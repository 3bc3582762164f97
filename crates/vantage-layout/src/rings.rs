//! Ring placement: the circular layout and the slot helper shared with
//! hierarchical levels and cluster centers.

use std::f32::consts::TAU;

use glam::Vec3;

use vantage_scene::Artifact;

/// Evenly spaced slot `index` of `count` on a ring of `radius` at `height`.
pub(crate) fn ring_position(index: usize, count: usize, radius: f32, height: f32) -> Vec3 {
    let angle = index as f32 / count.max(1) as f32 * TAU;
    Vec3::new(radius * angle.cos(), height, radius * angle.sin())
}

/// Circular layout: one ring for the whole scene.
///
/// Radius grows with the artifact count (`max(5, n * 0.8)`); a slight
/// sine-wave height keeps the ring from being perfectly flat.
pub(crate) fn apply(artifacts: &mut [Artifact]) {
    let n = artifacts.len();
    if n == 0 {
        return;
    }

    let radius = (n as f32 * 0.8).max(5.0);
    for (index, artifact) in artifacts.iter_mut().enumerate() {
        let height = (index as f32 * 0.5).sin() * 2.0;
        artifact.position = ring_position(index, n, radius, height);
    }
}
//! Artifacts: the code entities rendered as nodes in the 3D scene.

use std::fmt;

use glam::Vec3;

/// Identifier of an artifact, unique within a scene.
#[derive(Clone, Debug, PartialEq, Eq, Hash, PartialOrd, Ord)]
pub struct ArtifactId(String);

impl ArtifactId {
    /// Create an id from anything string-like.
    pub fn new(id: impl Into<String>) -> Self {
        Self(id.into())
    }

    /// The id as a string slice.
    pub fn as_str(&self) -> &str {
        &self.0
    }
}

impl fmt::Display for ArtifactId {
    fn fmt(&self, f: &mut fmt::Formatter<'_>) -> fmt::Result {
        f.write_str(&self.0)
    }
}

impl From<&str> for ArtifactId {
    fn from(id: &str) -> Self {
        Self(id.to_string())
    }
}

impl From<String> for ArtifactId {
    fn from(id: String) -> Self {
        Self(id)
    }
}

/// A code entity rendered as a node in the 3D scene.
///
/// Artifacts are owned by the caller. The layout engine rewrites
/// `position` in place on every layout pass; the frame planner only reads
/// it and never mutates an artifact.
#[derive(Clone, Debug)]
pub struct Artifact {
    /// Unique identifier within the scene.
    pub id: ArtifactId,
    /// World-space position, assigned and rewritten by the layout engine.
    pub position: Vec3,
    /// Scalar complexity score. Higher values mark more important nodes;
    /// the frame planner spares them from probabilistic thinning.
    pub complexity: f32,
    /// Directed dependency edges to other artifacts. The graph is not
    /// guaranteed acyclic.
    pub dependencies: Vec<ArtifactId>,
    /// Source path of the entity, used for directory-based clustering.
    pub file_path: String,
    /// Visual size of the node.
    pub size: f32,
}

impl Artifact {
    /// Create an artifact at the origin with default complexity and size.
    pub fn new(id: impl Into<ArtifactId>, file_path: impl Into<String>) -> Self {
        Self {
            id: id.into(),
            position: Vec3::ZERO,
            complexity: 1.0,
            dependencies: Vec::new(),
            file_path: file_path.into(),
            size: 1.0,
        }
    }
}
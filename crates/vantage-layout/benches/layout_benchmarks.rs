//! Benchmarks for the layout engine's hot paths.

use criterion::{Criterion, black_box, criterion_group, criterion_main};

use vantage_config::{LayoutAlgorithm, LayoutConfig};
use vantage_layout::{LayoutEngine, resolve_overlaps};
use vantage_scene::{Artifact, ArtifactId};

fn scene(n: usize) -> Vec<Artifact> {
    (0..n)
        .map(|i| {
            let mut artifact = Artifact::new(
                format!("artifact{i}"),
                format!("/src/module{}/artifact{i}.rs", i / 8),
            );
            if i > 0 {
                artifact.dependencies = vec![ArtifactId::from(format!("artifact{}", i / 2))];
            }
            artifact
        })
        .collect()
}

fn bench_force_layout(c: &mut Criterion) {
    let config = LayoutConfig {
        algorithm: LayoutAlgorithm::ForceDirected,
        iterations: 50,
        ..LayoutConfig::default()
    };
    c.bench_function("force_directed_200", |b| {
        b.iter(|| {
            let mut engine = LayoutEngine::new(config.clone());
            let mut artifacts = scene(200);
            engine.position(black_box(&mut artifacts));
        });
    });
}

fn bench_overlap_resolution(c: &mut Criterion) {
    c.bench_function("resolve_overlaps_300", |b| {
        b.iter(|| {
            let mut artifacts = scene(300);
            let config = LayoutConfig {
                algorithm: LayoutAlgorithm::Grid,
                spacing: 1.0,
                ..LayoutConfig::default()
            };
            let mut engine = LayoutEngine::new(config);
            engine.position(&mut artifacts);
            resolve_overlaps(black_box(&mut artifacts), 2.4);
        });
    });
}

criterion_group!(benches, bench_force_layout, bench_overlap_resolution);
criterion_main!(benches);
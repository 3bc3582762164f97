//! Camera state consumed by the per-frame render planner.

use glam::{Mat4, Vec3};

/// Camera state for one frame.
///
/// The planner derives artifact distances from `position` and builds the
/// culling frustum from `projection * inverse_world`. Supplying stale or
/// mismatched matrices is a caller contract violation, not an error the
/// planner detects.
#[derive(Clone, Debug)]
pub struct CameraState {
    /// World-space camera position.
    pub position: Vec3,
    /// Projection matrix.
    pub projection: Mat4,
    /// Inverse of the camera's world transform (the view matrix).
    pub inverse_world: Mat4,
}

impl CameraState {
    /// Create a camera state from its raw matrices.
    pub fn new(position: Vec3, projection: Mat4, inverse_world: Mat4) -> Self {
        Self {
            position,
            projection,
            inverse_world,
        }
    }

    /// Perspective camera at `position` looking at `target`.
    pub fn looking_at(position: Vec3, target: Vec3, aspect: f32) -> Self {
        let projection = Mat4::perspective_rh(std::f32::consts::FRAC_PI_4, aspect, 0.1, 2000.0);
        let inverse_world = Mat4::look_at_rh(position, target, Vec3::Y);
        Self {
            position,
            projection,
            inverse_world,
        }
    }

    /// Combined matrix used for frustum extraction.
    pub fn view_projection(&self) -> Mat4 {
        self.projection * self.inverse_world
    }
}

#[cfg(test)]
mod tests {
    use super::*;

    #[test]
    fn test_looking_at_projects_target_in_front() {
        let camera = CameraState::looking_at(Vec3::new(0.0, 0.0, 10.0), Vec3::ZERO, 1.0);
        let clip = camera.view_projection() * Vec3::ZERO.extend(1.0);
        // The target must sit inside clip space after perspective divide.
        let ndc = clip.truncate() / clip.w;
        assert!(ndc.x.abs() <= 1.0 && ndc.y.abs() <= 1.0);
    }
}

=======

The problem = The entries above are to be retyped exactly, with nothing left out.

Written response =
repository 3bc3582762164f97
filename crates/vantage-layout/src/rings.rs
//! Ring placement: the circular layout and the slot helper shared with
//! hierarchical levels and cluster centers.

use std::f32::consts::TAU;

use glam::Vec3;

use vantage_scene::Artifact;

/// Evenly spaced slot `index` of `count` on a ring of `radius` at `height`.
pub(crate) fn ring_position(index: usize, count: usize, radius: f32, height: f32) -> Vec3 {
    let angle = index as f32 / count.max(1) as f32 * TAU;
    Vec3::new(radius * angle.cos(), height, radius * angle.sin())
}

/// Circular layout: one ring for the whole scene.
///
/// Radius grows with the artifact count (`max(5, n * 0.8)`); a slight
/// sine-wave height keeps the ring from being perfectly flat.
pub(crate) fn apply(artifacts: &mut [Artifact]) {
    let n = artifacts.len();
    if n == 0 {
        return;
    }

    let radius = (n as f32 * 0.8).max(5.0);
    for (index, artifact) in artifacts.iter_mut().enumerate() {
        let height = (index as f32 * 0.5).sin() * 2.0;
        artifact.position = ring_position(index, n, radius, height);
    }
}
//! Artifacts: the code entities rendered as nodes in the 3D scene.

use std::fmt;

use glam::Vec3;

/// Identifier of an artifact, unique within a scene.
#[derive(Clone, Debug, PartialEq, Eq, Hash, PartialOrd, Ord)]
pub struct ArtifactId(String);

impl ArtifactId {
    /// Create an id from anything string-like.
    pub fn new(id: impl Into<String>) -> Self {
        Self(id.into())
    }

    /// The id as a string slice.
    pub fn as_str(&self) -> &str {
        &self.0
    }
}

impl fmt::Display for ArtifactId {
    fn fmt(&self, f: &mut fmt::Formatter<'_>) -> fmt::Result {
        f.write_str(&self.0)
    }
}

impl From<&str> for ArtifactId {
    fn from(id: &str) -> Self {
        Self(id.to_string())
    }
}

impl From<String> for ArtifactId {
    fn from(id: String) -> Self {
        Self(id)
    }
}

/// A code entity rendered as a node in the 3D scene.
///
/// Artifacts are owned by the caller. The layout engine rewrites
/// `position` in place on every layout pass; the frame planner only reads
/// it and never mutates an artifact.
#[derive(Clone, Debug)]
pub struct Artifact {
    /// Unique identifier within the scene.
    pub id: ArtifactId,
    /// World-space position, assigned and rewritten by the layout engine.
    pub position: Vec3,
    /// Scalar complexity score. Higher values mark more important nodes;
    /// the frame planner spares them from probabilistic thinning.
    pub complexity: f32,
    /// Directed dependency edges to other artifacts. The graph is not
    /// guaranteed acyclic.
    pub dependencies: Vec<ArtifactId>,
    /// Source path of the entity, used for directory-based clustering.
    pub file_path: String,
    /// Visual size of the node.
    pub size: f32,
}

impl Artifact {
    /// Create an artifact at the origin with default complexity and size.
    pub fn new(id: impl Into<ArtifactId>, file_path: impl Into<String>) -> Self {
        Self {
            id: id.into(),
            position: Vec3::ZERO,
            complexity: 1.0,
            dependencies: Vec::new(),
            file_path: file_path.into(),
            size: 1.0,
        }
    }
}
filename crates/vantage-layout/benches/layout_benchmarks.rs
//! Benchmarks for the layout engine's hot paths.

use criterion::{Criterion, black_box, criterion_group, criterion_main};

use vantage_config::{LayoutAlgorithm, LayoutConfig};
use vantage_layout::{LayoutEngine, resolve_overlaps};
use vantage_scene::{Artifact, ArtifactId};

fn scene(n: usize) -> Vec<Artifact> {
    (0..n)
        .map(|i| {
            let mut artifact = Artifact::new(
                format!("artifact{i}"),
                format!("/src/module{}/artifact{i}.rs", i / 8),
            );
            if i > 0 {
                artifact.dependencies = vec![ArtifactId::from(format!("artifact{}", i / 2))];
            }
            artifact
        })
        .collect()
}

fn bench_force_layout(c: &mut Criterion) {
    let config = LayoutConfig {
        algorithm: LayoutAlgorithm::ForceDirected,
        iterations: 50,
        ..LayoutConfig::default()
    };
    c.bench_function("force_directed_200", |b| {
        b.iter(|| {
            let mut engine = LayoutEngine::new(config.clone());
            let mut artifacts = scene(200);
            engine.position(black_box(&mut artifacts));
        });
    });
}

fn bench_overlap_resolution(c: &mut Criterion) {
    c.bench_function("resolve_overlaps_300", |b| {
        b.iter(|| {
            let mut artifacts = scene(300);
            let config = LayoutConfig {
                algorithm: LayoutAlgorithm::Grid,
                spacing: 1.0,
                ..LayoutConfig::default()
            };
            let mut engine = LayoutEngine::new(config);
            engine.position(&mut artifacts);
            resolve_overlaps(black_box(&mut artifacts), 2.4);
        });
    });
}

criterion_group!(benches, bench_force_layout, bench_overlap_resolution);
criterion_main!(benches);
repository 3bc3582762164f97
//! Camera state consumed by the per-frame render planner.

use glam::{Mat4, Vec3};

/// Camera state for one frame.
///
/// The planner derives artifact distances from `position` and builds the
/// culling frustum from `projection * inverse_world`. Supplying stale or
/// mismatched matrices is a caller contract violation, not an error the
/// planner detects.
#[derive(Clone, Debug)]
pub struct CameraState {
    /// World-space camera position.
    pub position: Vec3,
    /// Projection matrix.
    pub projection: Mat4,
    /// Inverse of the camera's world transform (the view matrix).
    pub inverse_world: Mat4,
}

impl CameraState {
    /// Create a camera state from its raw matrices.
    pub fn new(position: Vec3, projection: Mat4, inverse_world: Mat4) -> Self {
        Self {
            position,
            projection,
            inverse_world,
        }
    }

    /// Perspective camera at `position` looking at `target`.
    pub fn looking_at(position: Vec3, target: Vec3, aspect: f32) -> Self {
        let projection = Mat4::perspective_rh(std::f32::consts::FRAC_PI_4, aspect, 0.1, 2000.0);
        let inverse_world = Mat4::look_at_rh(position, target, Vec3::Y);
        Self {
            position,
            projection,
            inverse_world,
        }
    }

    /// Combined matrix used for frustum extraction.
    pub fn view_projection(&self) -> Mat4 {
        self.projection * self.inverse_world
    }
}

#[cfg(test)]
mod tests {
    use super::*;

    #[test]
    fn test_looking_at_projects_target_in_front() {
        let camera = CameraState::looking_at(Vec3::new(0.0, 0.0, 10.0), Vec3::ZERO, 1.0);
        let clip = camera.view_projection() * Vec3::ZERO.extend(1.0);
        // The target must sit inside clip space after perspective divide.
        let ndc = clip.truncate() / clip.w;
        assert!(ndc.x.abs() <= 1.0 && ndc.y.abs() <= 1.0);
    }
}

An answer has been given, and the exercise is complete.